The Islamic Cultural Center of New York’s imam, Ali Mashhour, told Manhattan Express that threats — via phone calls, letters, and even sometimes in person — are a monthly occurrence. He said he wasn’t at the mosque at the time the letter arrived, but his staff confirmed they had received it and since turned it over to the police as evidence.

“It’s serious, it’s just not unusual,” Mashhour said of the threat. “When you see the way things are going [with] the political climate, the sentiments, it’s not something unexpected really.”

Police said there have been no arrests and the investigation is ongoing within the NYPD’s Hate Crime Task Force.

Mashhour said that he, his staff, and those who worship with them have become familiar with anti-Muslim hate crimes, whether they target the mosque, its members, or their fellow Muslims.

“People have been stabbed, people have been shot, people have been set ablaze,” Mashhour said of hate crimes against Muslims in New York. “The premises here at this mosque are vandalized often.
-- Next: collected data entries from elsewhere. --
//! CLI entry point for drivetree

use std::io::IsTerminal;
use std::path::PathBuf;
use std::process;
use std::time::Duration;

use clap::{ArgAction, Args, Parser, Subcommand, ValueEnum};
use log::{debug, warn};
use signal_hook::consts::{SIGINT, SIGTERM};
use signal_hook::flag;
use termcolor::{ColorChoice, StandardStream};

use drivetree::config::{self, Config};
use drivetree::entry::{Direction, OrderBy, OrderOptions};
use drivetree::index::{CancellationToken, throttle_for};
use drivetree::{
    Error, IndexOptions, LocalStore, LsOptions, Result, SearchOptions, run_create_index,
    run_listing, run_search,
};

/// Color output mode
#[derive(Debug, Clone, Copy, Default, ValueEnum)]
enum ColorMode {
    /// Auto-detect based on terminal and environment
    #[default]
    Auto,
    /// Always use colors
    Always,
    /// Never use colors
    Never,
}

/// Determine whether to use color output based on mode and environment.
fn should_use_color(mode: ColorMode) -> bool {
    match mode {
        ColorMode::Always => true,
        ColorMode::Never => false,
        ColorMode::Auto => {
            // Respect NO_COLOR environment variable (https://no-color.org/)
            if std::env::var_os("NO_COLOR").is_some() {
                return false;
            }
            // Respect FORCE_COLOR environment variable
            if std::env::var_os("FORCE_COLOR").is_some() {
                return true;
            }
            // Respect TERM=dumb
            if std::env::var("TERM").map(|t| t == "dumb").unwrap_or(false) {
                return false;
            }
            // Check if stdout is a TTY
            std::io::stdout().is_terminal()
        }
    }
}

#[derive(Parser, Debug)]
#[command(name = "drivetree")]
#[command(about = "List, search and index a remote drive tree")]
#[command(version)]
struct Cli {
    /// Root directory of the store (overrides `store` in the config file)
    #[arg(long, value_name = "DIR", global = true)]
    store: Option<PathBuf>,

    /// Config file to use instead of the default location
    #[arg(long, value_name = "FILE", global = true)]
    config: Option<PathBuf>,

    /// Remote working directory for relative paths (default: /)
    #[arg(long, value_name = "PATH", global = true)]
    cwd: Option<String>,

    /// Increase log verbosity (-v info, -vv debug, -vvv trace)
    #[arg(short, long, action = ArgAction::Count, global = true)]
    verbose: u8,

    /// Only log errors
    #[arg(short, long, global = true)]
    quiet: bool,

    /// Control color output: auto, always, never
    #[arg(long = "color", value_name = "WHEN", default_value = "auto", global = true)]
    color: ColorMode,

    #[command(subcommand)]
    command: Command,
}

#[derive(Subcommand, Debug)]
enum Command {
    /// List a remote directory
    Ls(LsArgs),
    /// Search a remote directory for names containing a keyword
    Search(SearchArgs),
    /// Build an index file of a remote directory, upload it and share the directory
    #[command(name = "createfileindex")]
    CreateFileIndex(IndexArgs),
}

#[derive(Args, Debug)]
struct LsArgs {
    /// Remote directory; may contain glob patterns
    #[arg(default_value = ".")]
    path: String,

    /// Show ids, creation time and hashes
    #[arg(long)]
    total: bool,

    /// Sort key
    #[arg(long = "order-by", value_name = "KEY", default_value = "name")]
    order_by: OrderBy,

    /// Sort in descending order
    #[arg(long)]
    desc: bool,

    /// Output in JSON format
    #[arg(long)]
    json: bool,
}

#[derive(Args, Debug)]
struct SearchArgs {
    /// Remote directory to search in
    path: String,

    /// Case-insensitive name fragment
    keyword: String,

    /// Also search subdirectories
    #[arg(short, long)]
    recursive: bool,

    /// Show ids, creation time and hashes
    #[arg(long)]
    total: bool,

    /// Output in JSON format
    #[arg(long)]
    json: bool,
}

#[derive(Args, Debug)]
struct IndexArgs {
    /// Remote directory to index
    path: String,

    /// Local directory for the index file
    #[arg(long = "output-dir", value_name = "DIR")]
    output_dir: Option<PathBuf>,

    /// Pause before listing each subdirectory, e.g. 500ms, 1s, 0s
    #[arg(long, value_name = "DURATION", value_parser = parse_duration_string)]
    throttle: Option<Duration>,
}

/// Parse a duration string like "500ms", "1s" or "2m" into a Duration.
fn parse_duration_string(s: &str) -> std::result::Result<Duration, String> {
    humantime::parse_duration(s.trim()).map_err(|e| e.to_string())
}

fn init_logging(verbose: u8, quiet: bool) {
    let level = match verbose {
        0 => log::LevelFilter::Warn,
        1 => log::LevelFilter::Info,
        2 => log::LevelFilter::Debug,
        _ => log::LevelFilter::Trace,
    };

    env_logger::Builder::new()
        .filter_level(if quiet { log::LevelFilter::Error } else { level })
        .format_timestamp(None)
        .init();
}

/// Cancellation token tripped by SIGINT or SIGTERM.
fn interrupt_token() -> CancellationToken {
    let token = CancellationToken::new();
    for sig in [SIGINT, SIGTERM] {
        if let Err(e) = flag::register(sig, token.flag()) {
            warn!("cannot register handler for signal {}: {}", sig, e);
        }
    }
    token
}

fn run(cli: Cli) -> Result<()> {
    let config = Config::load(cli.config.as_deref())?;

    let root = cli.store.or(config.store).ok_or_else(|| {
        Error::Config("no store given; pass --store DIR or set `store` in the config file".into())
    })?;
    let root = config::expand_home(&root);
    let store = LocalStore::new(&root)
        .map_err(|e| Error::Config(format!("cannot open store {}: {}", root.display(), e)))?;
    let cwd = cli.cwd.unwrap_or(config.cwd);
    debug!("store {} cwd {}", root.display(), cwd);

    let choice = if should_use_color(cli.color) {
        ColorChoice::Always
    } else {
        ColorChoice::Never
    };
    let mut stdout = StandardStream::stdout(choice);

    match cli.command {
        Command::Ls(args) => {
            let options = LsOptions {
                show_totals: args.total,
                order: OrderOptions {
                    by: args.order_by,
                    direction: if args.desc {
                        Direction::Desc
                    } else {
                        Direction::Asc
                    },
                },
                json: args.json,
            };
            run_listing(&store, &mut stdout, &cwd, &args.path, &options)?;
        }
        Command::Search(args) => {
            let options = SearchOptions {
                show_totals: args.total,
                recursive: args.recursive,
                json: args.json,
            };
            run_search(&store, &mut stdout, &cwd, &args.path, &args.keyword, &options)?;
        }
        Command::CreateFileIndex(args) => {
            let throttle = throttle_for(args.throttle.unwrap_or(config.index.throttle));
            let options = IndexOptions {
                output_dir: args
                    .output_dir
                    .map(|dir| config::expand_home(&dir))
                    .unwrap_or(config.index.output_dir),
                suffix: config.index.suffix,
                throttle: throttle.as_ref(),
                cancel: interrupt_token(),
            };
            run_create_index(&store, &mut stdout, &cwd, &args.path, &options)?;
        }
    }
    Ok(())
}

fn main() {
    let cli = Cli::parse();
    init_logging(cli.verbose, cli.quiet);

    if let Err(e) = run(cli) {
        eprintln!("drivetree: {}", e);
        process::exit(1);
    }
}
People either spray paint, or they will break the glass outside, or throw things into the courtyard, or slash tires of the patrons that are parked outside.”
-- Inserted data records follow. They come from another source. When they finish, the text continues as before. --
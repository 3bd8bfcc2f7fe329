//! JSON output formatting

use std::io::{self, Write};

use serde::Serialize;

/// Write any serializable value as pretty-printed JSON followed by a newline.
pub fn write_json<W: Write, T: Serialize + ?Sized>(out: &mut W, value: &T) -> io::Result<()> {
    serde_json::to_writer_pretty(&mut *out, value).map_err(io::Error::other)?;
    writeln!(out)
}

#[cfg(test)]
mod tests {
    use super::*;
    use crate::entry::{Entry, EntryList};

    #[test]
    fn test_entry_list_serializes_as_array() {
        let list = EntryList::new(vec![Entry::file("/docs/a.txt", 1024)]);
        let mut out = Vec::new();
        write_json(&mut out, &list).unwrap();

        let value: serde_json::Value = serde_json::from_slice(&out).unwrap();
        let items = value.as_array().expect("expected a JSON array");
        assert_eq!(items.len(), 1);
        assert_eq!(items[0]["name"], "a.txt");
        assert_eq!(items[0]["size"], 1024);
        assert_eq!(items[0]["is_dir"], false);
        assert!(items[0].get("block_list").is_none());
    }
}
Police said there have been no arrests in the threat against the Masjid Manhattan mosque either, with the investigation ongoing within the Hate Crime Task Force.

The mosque’s entrance. | Photo by Jackson Chen

Muslims showing up for their Friday midday prayers at Cliff Street Downtown were undeterred, with hundreds of worshippers filling the mosque. When asked about the terrorist threat, attendees expressed no shock.

“It’s really nothing new,” Hesham El-Meligy, a Staten Island resident, said. “It’s not even on the radar. It’s nothing we stop our lives for.”

El-Meligy, who prays at Masjid Manhattan during the work week, and other Muslims who worship there said they’ve grown used to hate crime incidents as well as threats these days.

“I wasn’t too surprised, I was just like, ‘Aw man, this is happening again but at the mosque I pray in,’” Imran Arif said. “Thankfully, we have other people here to look out for us.”

Arif was joined by Haroon Bhatti, a co-worker at NYC Health + Hospitals, who had alerted his fellow worshippers about the terror threat through their online group chat.

“We let everyone know that this threat was identified,” Bhatti said. “But the point I was trying to get across to everyone was, ‘Don’t be afraid, be cautious, be aware.’” He added, “I think everyone took that and instead of staying home or praying at another mosque, they came over here, which I think is evident by the amount of people you see.”